Du 24 au 25 avril 1915, environ 600 notables arméniens de Constantinople sont arrêtés, déportés et massacrés. Ainsi débute le premier génocide du 20e siècle qui, jusqu’en 1923, fera 1,5 million de morts. Chaque printemps, les Arméniens se souviennent qu’on a voulu les exterminer, laissant cinq générations profondément marquées. D’autant plus que, un siècle après les évènements, leur bourreau, le gouvernement turc, nie toujours. Regard sur cette page d’histoire à travers la mémoire de deux Arméniens.
« Mon arrière-grand-père, qui était le pacha (maire) de la ville de Marache et député au Parlement turc, a eu la tête tranchée. Ils l’ont mise sur une épée et ont fait le tour de la ville pour terroriser la population », me raconte le frère Gabriel de Chadarevian, dominicain du Canada.

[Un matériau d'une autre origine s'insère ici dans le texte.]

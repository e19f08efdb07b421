use serde::{Deserialize, Serialize};
use std::sync::atomic::{AtomicU32, Ordering};

use crate::types::Buffer;

/// Reserved service id carrying the signal-management control sub-protocol.
/// Every other service id addresses a user service.
pub const SERVICE_SERVER: u32 = 0;

/// The single object addressed on every service in this runtime.
pub const OBJECT_MAIN: u32 = 0;

/// Control function on [`SERVICE_SERVER`]: subscribe a link to a remote
/// signal. Payload is the `(service, event, link)` triple as three `I`s.
pub const FN_REGISTER_EVENT: u32 = 0;

/// Control function on [`SERVICE_SERVER`]: drop a link's subscription.
/// Same payload shape as [`FN_REGISTER_EVENT`].
pub const FN_UNREGISTER_EVENT: u32 = 1;

#[derive(Debug, Clone, Copy, PartialEq, Eq, Serialize, Deserialize)]
pub enum MessageKind {
    Call,
    Reply,
    Error,
    Event,
}

static NEXT_ID: AtomicU32 = AtomicU32::new(1);

fn fresh_id() -> u32 {
    NEXT_ID.fetch_add(1, Ordering::Relaxed)
}

/// Envelope exchanged on a transport socket.
///
/// `Call` and `Event` messages draw a unique id at construction; `Reply` and
/// `Error` messages echo the id of the call they answer, which is how the
/// caller's pending-call registry correlates them.
#[derive(Debug, Clone, Serialize, Deserialize)]
pub struct Message {
    id: u32,
    kind: MessageKind,
    service: u32,
    object: u32,
    function: u32,
    payload: Buffer,
}

impl Message {
    pub fn call(service: u32, function: u32, payload: Buffer) -> Message {
        Message {
            id: fresh_id(),
            kind: MessageKind::Call,
            service,
            object: OBJECT_MAIN,
            function,
            payload,
        }
    }

    pub fn event(service: u32, function: u32, payload: Buffer) -> Message {
        Message {
            id: fresh_id(),
            kind: MessageKind::Event,
            service,
            object: OBJECT_MAIN,
            function,
            payload,
        }
    }

    /// Builds the successful answer to `call`, echoing its address and id.
    pub fn reply_to(call: &Message, payload: Buffer) -> Message {
        Message {
            id: call.id,
            kind: MessageKind::Reply,
            service: call.service,
            object: call.object,
            function: call.function,
            payload,
        }
    }

    /// Builds the failure answer to `call`. A well-formed error payload is a
    /// single string (signature `s`); anything else reads back as an unknown
    /// error on the caller side.
    pub fn error_to(call: &Message, payload: Buffer) -> Message {
        Message {
            id: call.id,
            kind: MessageKind::Error,
            service: call.service,
            object: call.object,
            function: call.function,
            payload,
        }
    }

    pub fn id(&self) -> u32 {
        self.id
    }

    pub fn kind(&self) -> MessageKind {
        self.kind
    }

    pub fn service(&self) -> u32 {
        self.service
    }

    pub fn object(&self) -> u32 {
        self.object
    }

    pub fn function(&self) -> u32 {
        self.function
    }

    /// Alias of [`function`](Self::function) for event messages, where the
    /// function field selects the emitted signal.
    pub fn event_id(&self) -> u32 {
        self.function
    }

    pub fn payload(&self) -> &Buffer {
        &self.payload
    }
}
use std::collections::HashMap;

/// Description of one callable method on a service.
///
/// The full signature is the parenthesized argument tuple followed by the
/// return type, e.g. `"(ii)i"` for a method taking two ints and returning
/// one.
#[derive(Debug, Clone, PartialEq, Eq)]
pub struct MetaMethod {
    id: u32,
    name: String,
    signature: String,
}

impl MetaMethod {
    pub fn new(id: u32, name: impl Into<String>, signature: impl Into<String>) -> MetaMethod {
        MetaMethod {
            id,
            name: name.into(),
            signature: signature.into(),
        }
    }

    pub fn id(&self) -> u32 {
        self.id
    }

    pub fn name(&self) -> &str {
        &self.name
    }

    /// The full `(args)ret` signature.
    pub fn signature(&self) -> &str {
        &self.signature
    }

    /// The argument signature with the outer tuple parentheses stripped:
    /// `"(ii)i"` yields `"ii"`. This is the signature a call payload built
    /// from the raw arguments carries.
    pub fn parameters_signature(&self) -> &str {
        match split_tuple(&self.signature) {
            Some((inner, _)) => inner,
            None => "",
        }
    }

    /// The return signature: whatever follows the leading argument tuple.
    pub fn return_signature(&self) -> &str {
        match split_tuple(&self.signature) {
            Some((_, rest)) => rest,
            None => &self.signature,
        }
    }
}

/// Splits `"(inner)rest"` into `(inner, rest)`, honoring nested tuples.
fn split_tuple(signature: &str) -> Option<(&str, &str)> {
    if !signature.starts_with('(') {
        return None;
    }
    let mut depth = 0usize;
    for (i, c) in signature.char_indices() {
        match c {
            '(' => depth += 1,
            ')' => {
                depth -= 1;
                if depth == 0 {
                    return Some((&signature[1..i], &signature[i + 1..]));
                }
            }
            _ => {}
        }
    }
    None
}

/// Description of one signal a service can emit. The signature is the
/// parenthesized argument tuple, e.g. `"(i)"`.
#[derive(Debug, Clone, PartialEq, Eq)]
pub struct MetaSignal {
    id: u32,
    name: String,
    signature: String,
}

impl MetaSignal {
    pub fn new(id: u32, name: impl Into<String>, signature: impl Into<String>) -> MetaSignal {
        MetaSignal {
            id,
            name: name.into(),
            signature: signature.into(),
        }
    }

    pub fn id(&self) -> u32 {
        self.id
    }

    pub fn name(&self) -> &str {
        &self.name
    }

    pub fn signature(&self) -> &str {
        &self.signature
    }

    /// The argument signature with the outer tuple parentheses stripped.
    pub fn parameters_signature(&self) -> &str {
        match split_tuple(&self.signature) {
            Some((inner, _)) => inner,
            None => &self.signature,
        }
    }
}

/// Method and signal tables describing a remote service.
#[derive(Debug, Clone, Default, PartialEq)]
pub struct MetaObject {
    methods: HashMap<u32, MetaMethod>,
    signals: HashMap<u32, MetaSignal>,
}

impl MetaObject {
    pub fn builder() -> MetaObjectBuilder {
        MetaObjectBuilder::default()
    }

    pub fn method(&self, id: u32) -> Option<&MetaMethod> {
        self.methods.get(&id)
    }

    pub fn signal(&self, id: u32) -> Option<&MetaSignal> {
        self.signals.get(&id)
    }

    pub fn methods(&self) -> impl Iterator<Item = &MetaMethod> {
        self.methods.values()
    }

    pub fn signals(&self) -> impl Iterator<Item = &MetaSignal> {
        self.signals.values()
    }
}

#[derive(Debug, Default)]
pub struct MetaObjectBuilder {
    methods: HashMap<u32, MetaMethod>,
    signals: HashMap<u32, MetaSignal>,
}

impl MetaObjectBuilder {
    pub fn method(
        mut self,
        id: u32,
        name: impl Into<String>,
        signature: impl Into<String>,
    ) -> MetaObjectBuilder {
        self.methods.insert(id, MetaMethod::new(id, name, signature));
        self
    }

    pub fn signal(
        mut self,
        id: u32,
        name: impl Into<String>,
        signature: impl Into<String>,
    ) -> MetaObjectBuilder {
        self.signals.insert(id, MetaSignal::new(id, name, signature));
        self
    }

    pub fn build(self) -> MetaObject {
        MetaObject {
            methods: self.methods,
            signals: self.signals,
        }
    }
}
use log::error;
use parking_lot::Mutex;
use std::collections::HashMap;
use std::future::Future;
use std::pin::Pin;
use std::task::{Context, Poll};
use thiserror::Error;
use tokio::sync::oneshot;

use crate::types::Value;

/// How a remote call can fail, as observed through its [`CallFuture`].
#[derive(Debug, Clone, PartialEq, Eq, Error)]
pub enum CallError {
    /// The peer answered with an error message, or the call could not be
    /// handed to the transport. The text is the peer's error string or a
    /// description of the local failure.
    #[error("{0}")]
    Failure(String),

    /// The proxy was closed while the call was in flight, under a policy
    /// that cancels outstanding calls.
    #[error("call canceled: remote object closed")]
    Canceled,

    /// The completion slot was dropped without ever being resolved.
    #[error("call abandoned without a reply")]
    Abandoned,
}

pub type CallResult = Result<Value, CallError>;

/// Resolving half of a one-shot completion slot. Owned by the pending-call
/// registry until a reply, error, or send failure claims it.
pub(crate) struct CallPromise(oneshot::Sender<CallResult>);

impl CallPromise {
    pub(crate) fn set_value(self, value: Value) {
        let _ = self.0.send(Ok(value));
    }

    pub(crate) fn set_error(self, text: impl Into<String>) {
        let _ = self.0.send(Err(CallError::Failure(text.into())));
    }

    pub(crate) fn cancel(self) {
        let _ = self.0.send(Err(CallError::Canceled));
    }
}

/// Waiting half of a completion slot, returned by
/// [`RemoteObject::call`](crate::RemoteObject::call).
pub struct CallFuture(oneshot::Receiver<CallResult>);

impl Future for CallFuture {
    type Output = CallResult;

    fn poll(mut self: Pin<&mut Self>, cx: &mut Context<'_>) -> Poll<CallResult> {
        Pin::new(&mut self.0).poll(cx).map(|received| match received {
            Ok(result) => result,
            Err(_) => Err(CallError::Abandoned),
        })
    }
}

/// Builds a fresh slot.
pub(crate) fn call_slot() -> (CallPromise, CallFuture) {
    let (tx, rx) = oneshot::channel();
    (CallPromise(tx), CallFuture(rx))
}

/// Registry of calls awaiting an answer, keyed by request id.
///
/// Shared between the issuing path (any caller thread) and the dispatch path
/// (the socket's read task); both serialize through the same mutex. Slots
/// are only ever resolved after leaving the lock.
#[derive(Default)]
pub(crate) struct PendingCalls {
    slots: Mutex<HashMap<u32, CallPromise>>,
}

impl PendingCalls {
    /// Registers a slot for `id`. A duplicate id means the id generator is
    /// broken; the stale slot is displaced (its future reports abandonment)
    /// and the condition is logged loudly.
    pub(crate) fn insert(&self, id: u32, promise: CallPromise) {
        if self.slots.lock().insert(id, promise).is_some() {
            error!("pending call {id} already registered, displacing the old slot");
        }
    }

    /// Atomic find-and-remove.
    pub(crate) fn take(&self, id: u32) -> Option<CallPromise> {
        self.slots.lock().remove(&id)
    }

    /// Empties the registry, yielding every outstanding slot.
    pub(crate) fn drain(&self) -> Vec<CallPromise> {
        self.slots.lock().drain().map(|(_, slot)| slot).collect()
    }
}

C’est sa grand-mère, survivante du génocide, qui a raconté à ses enfants et petits-enfants ce dont elle a été témoin : des hommes décapités, des femmes violées, vendues ou qu’on a éventrées pour tuer leur bébé, d’autres qui mourraient de faim ou qui se jetaient dans le fleuve ou en bas des falaises pour échapper aux soldats turcs.
Voilà quelques-uns des supplices infligés à tous les chrétiens arméniens, grecs et assyro-chaldéens qui étaient déportés dans des camps ou forcés de marcher dans les déserts brulants.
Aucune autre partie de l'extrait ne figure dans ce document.